--- SUPPLIED RECORDS Enclosed Below ---
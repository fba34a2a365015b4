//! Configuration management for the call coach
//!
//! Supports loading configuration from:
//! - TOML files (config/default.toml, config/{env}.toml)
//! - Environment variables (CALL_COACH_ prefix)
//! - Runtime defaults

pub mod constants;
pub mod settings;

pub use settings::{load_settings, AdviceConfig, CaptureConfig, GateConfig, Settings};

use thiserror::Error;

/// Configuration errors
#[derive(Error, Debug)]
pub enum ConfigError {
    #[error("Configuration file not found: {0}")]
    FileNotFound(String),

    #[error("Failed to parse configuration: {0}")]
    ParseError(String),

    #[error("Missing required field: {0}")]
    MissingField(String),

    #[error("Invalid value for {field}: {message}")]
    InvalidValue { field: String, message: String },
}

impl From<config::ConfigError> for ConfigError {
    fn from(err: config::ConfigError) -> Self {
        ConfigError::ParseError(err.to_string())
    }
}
--- End of Enclosed SUPPLIED RECORDS ---
Recopy the entries above in their entirety, exactly.

repository fba34a2a365015b4
//! Configuration management for the call coach
//!
//! Supports loading configuration from:
//! - TOML files (config/default.toml, config/{env}.toml)
//! - Environment variables (CALL_COACH_ prefix)
//! - Runtime defaults

pub mod constants;
pub mod settings;

pub use settings::{load_settings, AdviceConfig, CaptureConfig, GateConfig, Settings};

use thiserror::Error;

/// Configuration errors
#[derive(Error, Debug)]
pub enum ConfigError {
    #[error("Configuration file not found: {0}")]
    FileNotFound(String),

    #[error("Failed to parse configuration: {0}")]
    ParseError(String),

    #[error("Missing required field: {0}")]
    MissingField(String),

    #[error("Invalid value for {field}: {message}")]
    InvalidValue { field: String, message: String },
}

impl From<config::ConfigError> for ConfigError {
    fn from(err: config::ConfigError) -> Self {
        ConfigError::ParseError(err.to_string())
    }
}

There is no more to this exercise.